Stored data entries
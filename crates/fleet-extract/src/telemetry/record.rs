//! Telemetry and failure-ledger line formats

use chrono::{DateTime, NaiveDate, Utc};
use serde::{Deserialize, Serialize};

use crate::retry::ErrorClass;
use crate::types::ItemKey;

/// Error class recorded for sources rejected before any remote call
pub const VALIDATION_CLASS: &str = "validation";

/// One processed item, as appended to the telemetry log
#[derive(Debug, Clone, PartialEq, Serialize, Deserialize)]
pub struct TelemetryRecord {
    pub timestamp: DateTime<Utc>,
    pub group_key: String,
    /// Item id; named for the source file it came from
    pub filename: String,
    pub worker_index: usize,
    pub size_bytes: u64,
    pub duration_ms: u64,
    #[serde(default)]
    pub input_tokens: u64,
    #[serde(default)]
    pub output_tokens: u64,
    /// Billed units (total tokens)
    #[serde(default)]
    pub resource_units: u64,
    /// Remote requests spent on the item
    #[serde(default)]
    pub attempts: u32,
    pub success: bool,
    #[serde(default, skip_serializing_if = "Option::is_none")]
    pub error_class: Option<String>,
    #[serde(default, skip_serializing_if = "Option::is_none")]
    pub error_message: Option<String>,
}

impl TelemetryRecord {
    /// Record for a completed extraction
    pub fn success(key: &ItemKey, worker_index: usize, size_bytes: u64) -> Self {
        Self {
            timestamp: Utc::now(),
            group_key: key.group_key.clone(),
            filename: key.item_id.clone(),
            worker_index,
            size_bytes,
            duration_ms: 0,
            input_tokens: 0,
            output_tokens: 0,
            resource_units: 0,
            attempts: 0,
            success: true,
            error_class: None,
            error_message: None,
        }
    }

    /// Record for a failed item
    pub fn failure(
        key: &ItemKey,
        worker_index: usize,
        size_bytes: u64,
        error_class: impl Into<String>,
        message: impl Into<String>,
    ) -> Self {
        Self {
            success: false,
            error_class: Some(error_class.into()),
            error_message: Some(message.into()),
            ..Self::success(key, worker_index, size_bytes)
        }
    }

    pub fn with_duration_ms(mut self, duration_ms: u64) -> Self {
        self.duration_ms = duration_ms;
        self
    }

    pub fn with_attempts(mut self, attempts: u32) -> Self {
        self.attempts = attempts;
        self
    }

    pub fn with_tokens(mut self, input_tokens: u64, output_tokens: u64) -> Self {
        self.input_tokens = input_tokens;
        self.output_tokens = output_tokens;
        self.resource_units = input_tokens + output_tokens;
        self
    }

    /// Dedupe key: `(filename, group_key)`
    pub fn dedupe_key(&self) -> (String, String) {
        (self.filename.clone(), self.group_key.clone())
    }

    pub fn day(&self) -> NaiveDate {
        self.timestamp.date_naive()
    }
}

/// Why an item landed in the failure ledger
#[derive(Debug, Clone, Copy, PartialEq, Eq, Serialize, Deserialize)]
#[serde(rename_all = "snake_case")]
pub enum FailureKind {
    Validation,
    RetriesExhausted,
}

/// One permanently failed item
#[derive(Debug, Clone, PartialEq, Eq, Serialize, Deserialize)]
pub struct FailureEntry {
    pub timestamp: DateTime<Utc>,
    pub group_key: String,
    pub item_id: String,
    pub worker_index: usize,
    pub kind: FailureKind,
    #[serde(default, skip_serializing_if = "Option::is_none")]
    pub error_class: Option<ErrorClass>,
    pub attempts: u32,
    pub message: String,
}

impl FailureEntry {
    pub fn validation(key: &ItemKey, worker_index: usize, message: impl Into<String>) -> Self {
        Self {
            timestamp: Utc::now(),
            group_key: key.group_key.clone(),
            item_id: key.item_id.clone(),
            worker_index,
            kind: FailureKind::Validation,
            error_class: None,
            attempts: 0,
            message: message.into(),
        }
    }

    pub fn retries_exhausted(
        key: &ItemKey,
        worker_index: usize,
        error_class: ErrorClass,
        attempts: u32,
        message: impl Into<String>,
    ) -> Self {
        Self {
            kind: FailureKind::RetriesExhausted,
            error_class: Some(error_class),
            attempts,
            ..Self::validation(key, worker_index, message)
        }
    }

    pub fn key(&self) -> ItemKey {
        ItemKey::new(self.group_key.clone(), self.item_id.clone())
    }
}

#[cfg(test)]
mod tests {
    use super::*;

    #[test]
    fn test_record_builders() {
        let key = ItemKey::new("7", "a.pdf");
        let record = TelemetryRecord::success(&key, 2, 4096)
            .with_attempts(3)
            .with_tokens(100, 20)
            .with_duration_ms(1500);
        assert!(record.success);
        assert_eq!(record.resource_units, 120);
        assert_eq!(record.dedupe_key(), ("a.pdf".to_string(), "7".to_string()));

        let failed = TelemetryRecord::failure(&key, 2, 4096, VALIDATION_CLASS, "too small");
        assert!(!failed.success);
        assert_eq!(failed.attempts, 0);
        assert_eq!(failed.error_class.as_deref(), Some("validation"));
    }

    #[test]
    fn test_record_tolerates_missing_optional_fields() {
        let line = r#"{"timestamp":"2026-03-01T10:00:00Z","group_key":"1","filename":"a.pdf",
            "worker_index":0,"size_bytes":10,"duration_ms":5,"success":true}"#;
        let record: TelemetryRecord = serde_json::from_str(line).unwrap();
        assert_eq!(record.attempts, 0);
        assert_eq!(record.error_class, None);
    }

    #[test]
    fn test_failure_entry_serialization() {
        let entry = FailureEntry::retries_exhausted(
            &ItemKey::new("1", "b.pdf"),
            0,
            ErrorClass::ServiceUnavailable,
            5,
            "503",
        );
        let json = serde_json::to_value(&entry).unwrap();
        assert_eq!(json["kind"], "retries_exhausted");
        assert_eq!(json["error_class"], "service_unavailable");
        assert_eq!(entry.key(), ItemKey::new("1", "b.pdf"));
    }
}
//! Core types shared across the fleet

pub mod outcome;
pub mod work_item;

pub use outcome::ItemOutcome;
pub use work_item::{ItemKey, WorkItem};
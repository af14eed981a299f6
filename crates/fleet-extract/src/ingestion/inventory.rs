//! Work inventory enumeration

use std::fs;
use std::path::Path;
use tracing::{debug, warn};

use crate::error::{Error, Result};
use crate::types::WorkItem;

/// Enumerates `<input_root>/<group_key>/<file>` into work items
pub struct Inventory;

impl Inventory {
    /// Scan `input_root` one level deep.
    ///
    /// Each sub-directory is a group and each file in it whose extension is in
    /// `extensions` (case-insensitive) is an item. Hidden entries and files at
    /// the root are ignored. Items come back sorted by `(group_key, item_id)`.
    pub fn scan(input_root: &Path, extensions: &[String]) -> Result<Vec<WorkItem>> {
        let groups = fs::read_dir(input_root).map_err(|e| {
            Error::Config(format!("Cannot read input root {}: {}", input_root.display(), e))
        })?;

        let mut items = Vec::new();
        for group in groups {
            let group = group?;
            let group_key = group.file_name().to_string_lossy().to_string();
            if is_hidden(&group_key) {
                continue;
            }
            if !group.file_type()?.is_dir() {
                debug!("Ignoring {} outside any group", group.path().display());
                continue;
            }

            for entry in fs::read_dir(group.path())? {
                let entry = entry?;
                let item_id = entry.file_name().to_string_lossy().to_string();
                let path = entry.path();
                if is_hidden(&item_id) || !has_extension(&path, extensions) {
                    continue;
                }

                let metadata = match entry.metadata() {
                    Ok(metadata) if metadata.is_file() => metadata,
                    Ok(_) => continue,
                    Err(e) => {
                        warn!("Skipping {}: {}", path.display(), e);
                        continue;
                    }
                };
                items.push(WorkItem::new(group_key.clone(), item_id, path, metadata.len()));
            }
        }

        items.sort_by(|a, b| a.cmp_order(b));
        debug!("Inventory: {} items under {}", items.len(), input_root.display());
        Ok(items)
    }
}

fn is_hidden(name: &str) -> bool {
    name.starts_with('.')
}

fn has_extension(path: &Path, extensions: &[String]) -> bool {
    if extensions.is_empty() {
        return true;
    }
    path.extension()
        .and_then(|e| e.to_str())
        .map(|ext| extensions.iter().any(|want| want.eq_ignore_ascii_case(ext)))
        .unwrap_or(false)
}
//! Per-worker processing: partitioning, size tiers and the extraction loop

mod file_tier;
mod partition;
mod tally;
mod worker;

pub use file_tier::{AdvisoryLevel, SizeAdvisory, SizeTier, SourceProfile};
pub use partition::WorkPartitioner;
pub use tally::{ItemError, RunTally, StopReason};
pub use worker::ExtractionWorker;
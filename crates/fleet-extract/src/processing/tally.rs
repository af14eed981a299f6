//! Per-run progress tally for one worker

use serde::{Deserialize, Serialize};
use uuid::Uuid;

use crate::retry::ErrorClass;
use crate::types::{ItemOutcome, WorkItem};

/// Error details for an item that failed in this run
#[derive(Debug, Clone, Serialize, Deserialize)]
pub struct ItemError {
    pub group_key: String,
    pub item_id: String,
    pub outcome: String,
    pub error: String,
}

/// Why a run stopped before exhausting its slice
#[derive(Debug, Clone, Copy, Serialize, Deserialize, PartialEq, Eq)]
#[serde(rename_all = "snake_case")]
pub enum StopReason {
    /// Every assigned item was visited
    Exhausted,
    /// Per-run item ceiling reached
    RunLimit,
    /// Worker's daily request budget used up
    QuotaReached,
}

/// Progress information for one worker run
#[derive(Debug, Clone, Serialize, Deserialize)]
pub struct RunTally {
    pub run_id: Uuid,
    pub worker_index: usize,
    pub total_items: usize,
    pub completed: usize,
    pub already_done: usize,
    pub busy: usize,
    pub validation_failed: usize,
    pub retries_exhausted: usize,
    /// Subset of `retries_exhausted` whose last attempt timed out
    pub timeouts: usize,
    pub io_failed: usize,
    /// Remote attempts made this run
    pub attempts: u32,
    pub stop_reason: StopReason,
    pub item_errors: Vec<ItemError>,
    pub started_at: chrono::DateTime<chrono::Utc>,
    pub updated_at: chrono::DateTime<chrono::Utc>,
}

impl RunTally {
    pub fn new(worker_index: usize, total_items: usize) -> Self {
        let now = chrono::Utc::now();
        Self {
            run_id: Uuid::new_v4(),
            worker_index,
            total_items,
            completed: 0,
            already_done: 0,
            busy: 0,
            validation_failed: 0,
            retries_exhausted: 0,
            timeouts: 0,
            io_failed: 0,
            attempts: 0,
            stop_reason: StopReason::Exhausted,
            item_errors: Vec::new(),
            started_at: now,
            updated_at: now,
        }
    }

    /// Fold one item's outcome into the tally
    pub fn record(&mut self, item: &WorkItem, outcome: &ItemOutcome) {
        self.attempts += outcome.attempts();
        match outcome {
            ItemOutcome::Completed { .. } => self.completed += 1,
            ItemOutcome::AlreadyDone => self.already_done += 1,
            ItemOutcome::Busy => self.busy += 1,
            ItemOutcome::ValidationFailed { message } => {
                self.validation_failed += 1;
                self.push_error(item, outcome, message);
            }
            ItemOutcome::RetriesExhausted {
                message,
                error_class,
                ..
            } => {
                self.retries_exhausted += 1;
                if *error_class == ErrorClass::Timeout {
                    self.timeouts += 1;
                }
                self.push_error(item, outcome, message);
            }
            ItemOutcome::IoFailed { message } => {
                self.io_failed += 1;
                self.push_error(item, outcome, message);
            }
            ItemOutcome::QuotaStopped { .. } => self.stop_reason = StopReason::QuotaReached,
        }
        self.updated_at = chrono::Utc::now();
    }

    fn push_error(&mut self, item: &WorkItem, outcome: &ItemOutcome, message: &str) {
        self.item_errors.push(ItemError {
            group_key: item.group_key.clone(),
            item_id: item.item_id.clone(),
            outcome: outcome.label().to_string(),
            error: message.to_string(),
        });
    }

    /// Items that reached the extraction service this run
    pub fn sent(&self) -> usize {
        self.completed + self.retries_exhausted
    }

    /// Items visited so far
    pub fn visited(&self) -> usize {
        self.completed
            + self.already_done
            + self.busy
            + self.validation_failed
            + self.retries_exhausted
            + self.io_failed
    }

    pub fn failed(&self) -> usize {
        self.validation_failed + self.retries_exhausted + self.io_failed
    }

    /// Percent of the slice visited
    pub fn percent(&self) -> f64 {
        if self.total_items == 0 {
            100.0
        } else {
            self.visited() as f64 / self.total_items as f64 * 100.0
        }
    }
}

impl std::fmt::Display for RunTally {
    fn fmt(&self, f: &mut std::fmt::Formatter<'_>) -> std::fmt::Result {
        writeln!(
            f,
            "Worker {} run {}: {}/{} items visited ({:?})",
            self.worker_index,
            self.run_id,
            self.visited(),
            self.total_items,
            self.stop_reason
        )?;
        writeln!(f, "  Succeeded:          {}", self.completed)?;
        writeln!(f, "  Skipped (done):     {}", self.already_done)?;
        writeln!(f, "  Skipped (busy):     {}", self.busy)?;
        writeln!(f, "  Validation failed:  {}", self.validation_failed)?;
        writeln!(
            f,
            "  Retries exhausted:  {} ({} timeouts)",
            self.retries_exhausted, self.timeouts
        )?;
        writeln!(f, "  I/O failures:       {}", self.io_failed)?;
        write!(f, "  Remote attempts:    {}", self.attempts)
    }
}

#[cfg(test)]
mod tests {
    use super::*;

    #[test]
    fn test_record_outcomes() {
        let item = WorkItem::new("1", "a.pdf", "/in/1/a.pdf", 4096);
        let mut tally = RunTally::new(0, 4);

        tally.record(&item, &ItemOutcome::Completed { attempts: 2, duration_ms: 10 });
        tally.record(&item, &ItemOutcome::AlreadyDone);
        tally.record(
            &item,
            &ItemOutcome::RetriesExhausted {
                attempts: 5,
                error_class: ErrorClass::Timeout,
                message: "deadline".to_string(),
            },
        );
        tally.record(&item, &ItemOutcome::ValidationFailed { message: "too small".to_string() });

        assert_eq!(tally.completed, 1);
        assert_eq!(tally.already_done, 1);
        assert_eq!(tally.timeouts, 1);
        assert_eq!(tally.sent(), 2);
        assert_eq!(tally.failed(), 2);
        assert_eq!(tally.attempts, 7);
        assert_eq!(tally.item_errors.len(), 2);
        assert_eq!(tally.percent(), 100.0);
    }
}
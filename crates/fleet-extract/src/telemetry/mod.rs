//! Append-only telemetry, failure ledger and summaries

mod failures;
mod log;
mod record;
mod summary;

pub use failures::FailureLedger;
pub use log::{latest_per_key, DedupeReport, TelemetryLog, DEFAULT_LOCK_TIMEOUT};
pub use record::{FailureEntry, FailureKind, TelemetryRecord, VALIDATION_CLASS};
pub use summary::{ItemExtreme, ProgressEstimate, Summary};
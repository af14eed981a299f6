//! Structural checks run before any remote call

use std::fs::File;
use std::io::Read;
use std::path::Path;

use crate::config::ValidationConfig;
use crate::error::{Error, Result};

/// A source that passed validation
#[derive(Debug, Clone, Copy, PartialEq, Eq)]
pub struct ValidatedSource {
    pub size_bytes: u64,
}

/// Boundary check applied to every source before extraction.
///
/// Failures are never retried and consume no retry budget.
pub trait SourceValidator: Send + Sync {
    fn validate(&self, source: &Path) -> Result<ValidatedSource>;
}

/// Size-range and leading-signature validator
#[derive(Debug, Clone)]
pub struct FileSignatureValidator {
    min_bytes: u64,
    max_bytes: u64,
    signature: Option<Vec<u8>>,
}

impl FileSignatureValidator {
    pub fn new(min_bytes: u64, max_bytes: u64, signature: Option<&[u8]>) -> Self {
        Self {
            min_bytes,
            max_bytes,
            signature: signature.map(<[u8]>::to_vec),
        }
    }

    pub fn from_config(config: &ValidationConfig) -> Self {
        Self::new(
            config.min_bytes,
            config.max_bytes,
            config.required_signature.as_deref().map(str::as_bytes),
        )
    }
}

impl SourceValidator for FileSignatureValidator {
    fn validate(&self, source: &Path) -> Result<ValidatedSource> {
        let source_ref = source.display().to_string();
        let reject = |message: String| Error::validation(source_ref.clone(), message);

        let metadata = std::fs::metadata(source)
            .map_err(|e| reject(format!("cannot stat source: {}", e)))?;
        if !metadata.is_file() {
            return Err(reject("not a regular file".to_string()));
        }

        let size = metadata.len();
        let size_mb = size as f64 / (1024.0 * 1024.0);
        if size == 0 {
            return Err(reject("source is empty".to_string()));
        }
        if size < self.min_bytes {
            return Err(reject(format!(
                "source too small ({} bytes), likely corrupted",
                size
            )));
        }
        if size > self.max_bytes {
            return Err(reject(format!(
                "source too large ({:.1}MB), exceeds the {:.0}MB limit",
                size_mb,
                self.max_bytes as f64 / (1024.0 * 1024.0)
            )));
        }

        if let Some(signature) = &self.signature {
            let mut head = vec![0u8; signature.len()];
            File::open(source)
                .and_then(|mut file| file.read_exact(&mut head))
                .map_err(|e| reject(format!("cannot read header: {}", e)))?;
            if &head != signature {
                return Err(reject(format!(
                    "missing {} signature",
                    String::from_utf8_lossy(signature)
                )));
            }
        }

        Ok(ValidatedSource { size_bytes: size })
    }
}
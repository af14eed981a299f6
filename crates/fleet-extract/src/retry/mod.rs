//! Remote error classification and bounded exponential-backoff retries

mod backoff;
mod executor;

pub use backoff::{classify_remote_error, BackoffPolicy, ErrorClass, RetrySchedule, MAX_ATTEMPTS};
pub use executor::{Classifier, RetryExecutor, RetryFailure, RetryReport};
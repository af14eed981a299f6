//! Merge, dedupe and summary passes over worker output

mod common;

use chrono::Utc;
use std::sync::{Arc, Barrier};
use std::time::Duration;

use common::{fleet, write_inventory, ScriptedExtractor};
use fleet_extract::storage::{read_rows, AcquireResult, ShardMerger};
use fleet_extract::telemetry::{latest_per_key, Summary, TelemetryLog};
use fleet_extract::{ExtractionWorker, FleetConfig, IdempotencyLedger, LockManager, WorkPartitioner};

async fn run_fleet(config: &FleetConfig, workers: usize) {
    let items = write_inventory(config, 3);
    let extractor = Arc::new(ScriptedExtractor::succeeding());
    for index in 0..workers {
        let partitioner = WorkPartitioner::new(index, workers).unwrap();
        ExtractionWorker::new(config, partitioner, extractor.clone(), 0)
            .unwrap()
            .run(&items)
            .await;
    }
}

fn merger(config: &FleetConfig) -> ShardMerger {
    ShardMerger::new(config.schema.build().unwrap(), 3, Duration::from_millis(1))
}

#[tokio::test]
async fn test_merge_twice_adds_nothing() {
    let (_dir, config) = fleet();
    run_fleet(&config, 2).await;

    let shards = ShardMerger::discover_shards(&config.paths.shard_dir).unwrap();
    assert_eq!(shards.len(), 2);

    let first = merger(&config).merge(&shards, &config.paths.store_path).unwrap();
    assert_eq!(first.added, 9);
    assert_eq!(first.store_rows, 9);
    let before = std::fs::read(&config.paths.store_path).unwrap();

    let second = merger(&config).merge(&shards, &config.paths.store_path).unwrap();
    assert_eq!(second.added, 0);
    assert_eq!(second.already_merged, 9);
    assert!(!second.rewritten);
    assert_eq!(std::fs::read(&config.paths.store_path).unwrap(), before);
}

#[tokio::test]
async fn test_rerun_then_merge_keeps_store_identical() {
    let (_dir, config) = fleet();
    run_fleet(&config, 3).await;
    let shards = ShardMerger::discover_shards(&config.paths.shard_dir).unwrap();
    merger(&config).merge(&shards, &config.paths.store_path).unwrap();
    let before = std::fs::read(&config.paths.store_path).unwrap();

    run_fleet(&config, 3).await;
    let shards = ShardMerger::discover_shards(&config.paths.shard_dir).unwrap();
    let report = merger(&config).merge(&shards, &config.paths.store_path).unwrap();

    assert_eq!(report.added, 0);
    assert_eq!(std::fs::read(&config.paths.store_path).unwrap(), before);

    let schema = config.schema.build().unwrap();
    let rows = read_rows(&config.paths.store_path, &schema).unwrap();
    assert_eq!(rows.len(), 9);
    assert_eq!(rows[0].fields["wage_information"], "scale A\nscale B");
}

#[tokio::test]
async fn test_dedupe_after_forced_rerun() {
    let (_dir, config) = fleet();
    run_fleet(&config, 1).await;

    // Forget one item's output so the next run redoes it
    let ledger = IdempotencyLedger::new(&config.paths.output_root);
    let key = fleet_extract::ItemKey::new("20", "cao_1.pdf");
    std::fs::remove_file(ledger.output_path(&key)).unwrap();
    run_fleet(&config, 1).await;

    let log = TelemetryLog::new(&config.paths.telemetry_log);
    let records = log.load().unwrap();
    assert_eq!(records.len(), 10);
    let latest = records
        .iter()
        .filter(|r| r.group_key == "20" && r.filename == "cao_1.pdf")
        .map(|r| r.timestamp)
        .max()
        .unwrap();

    let report = log.dedupe().unwrap();
    assert_eq!(report.removed, 1);
    assert!(report.backup.unwrap().exists());

    let records = log.load().unwrap();
    assert_eq!(records.len(), 9);
    let kept = records
        .iter()
        .find(|r| r.group_key == "20" && r.filename == "cao_1.pdf")
        .unwrap();
    assert_eq!(kept.timestamp, latest);
}

#[tokio::test]
async fn test_summary_over_fleet_run() {
    let (_dir, config) = fleet();
    run_fleet(&config, 2).await;

    let records = TelemetryLog::new(&config.paths.telemetry_log).load().unwrap();
    let summary = Summary::compute(&latest_per_key(&records), 100, Utc::now()).with_progress(18);
    summary.write(&config.paths.summary_path).unwrap();

    assert_eq!(summary.successful, 9);
    assert_eq!(summary.total_resource_units, 9 * 1200);
    assert_eq!(summary.requests_today, 9);
    assert_eq!(summary.requests_remaining_today, 91);
    let progress = summary.progress.unwrap();
    assert_eq!(progress.remaining_items, 9);
    assert_eq!(progress.progress_percent, 50.0);
    assert!(config.paths.summary_path.exists());
}

#[test]
fn test_concurrent_acquire_has_single_winner() {
    let dir = tempfile::tempdir().unwrap();
    let output = dir.path().join("1/cao.pdf.json");
    let barrier = Arc::new(Barrier::new(8));

    let handles: Vec<_> = (0..8)
        .map(|worker| {
            let output = output.clone();
            let barrier = barrier.clone();
            std::thread::spawn(move || {
                let locks = LockManager::new(worker, Duration::from_secs(600));
                barrier.wait();
                let result = locks.try_acquire(&output).unwrap();
                // Hold any token until every thread has tried
                barrier.wait();
                matches!(result, AcquireResult::Acquired(_))
            })
        })
        .collect();

    let winners = handles
        .into_iter()
        .map(|h| h.join().unwrap())
        .filter(|won| *won)
        .count();
    assert_eq!(winners, 1);
}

**AIM OF THE EXERCISE**
The lines to copy are those above that contain the string "LockManager".

**OUTPUT OF THE TASK**
use fleet_extract::{ExtractionWorker, FleetConfig, IdempotencyLedger, LockManager, WorkPartitioner};
                let locks = LockManager::new(worker, Duration::from_secs(600));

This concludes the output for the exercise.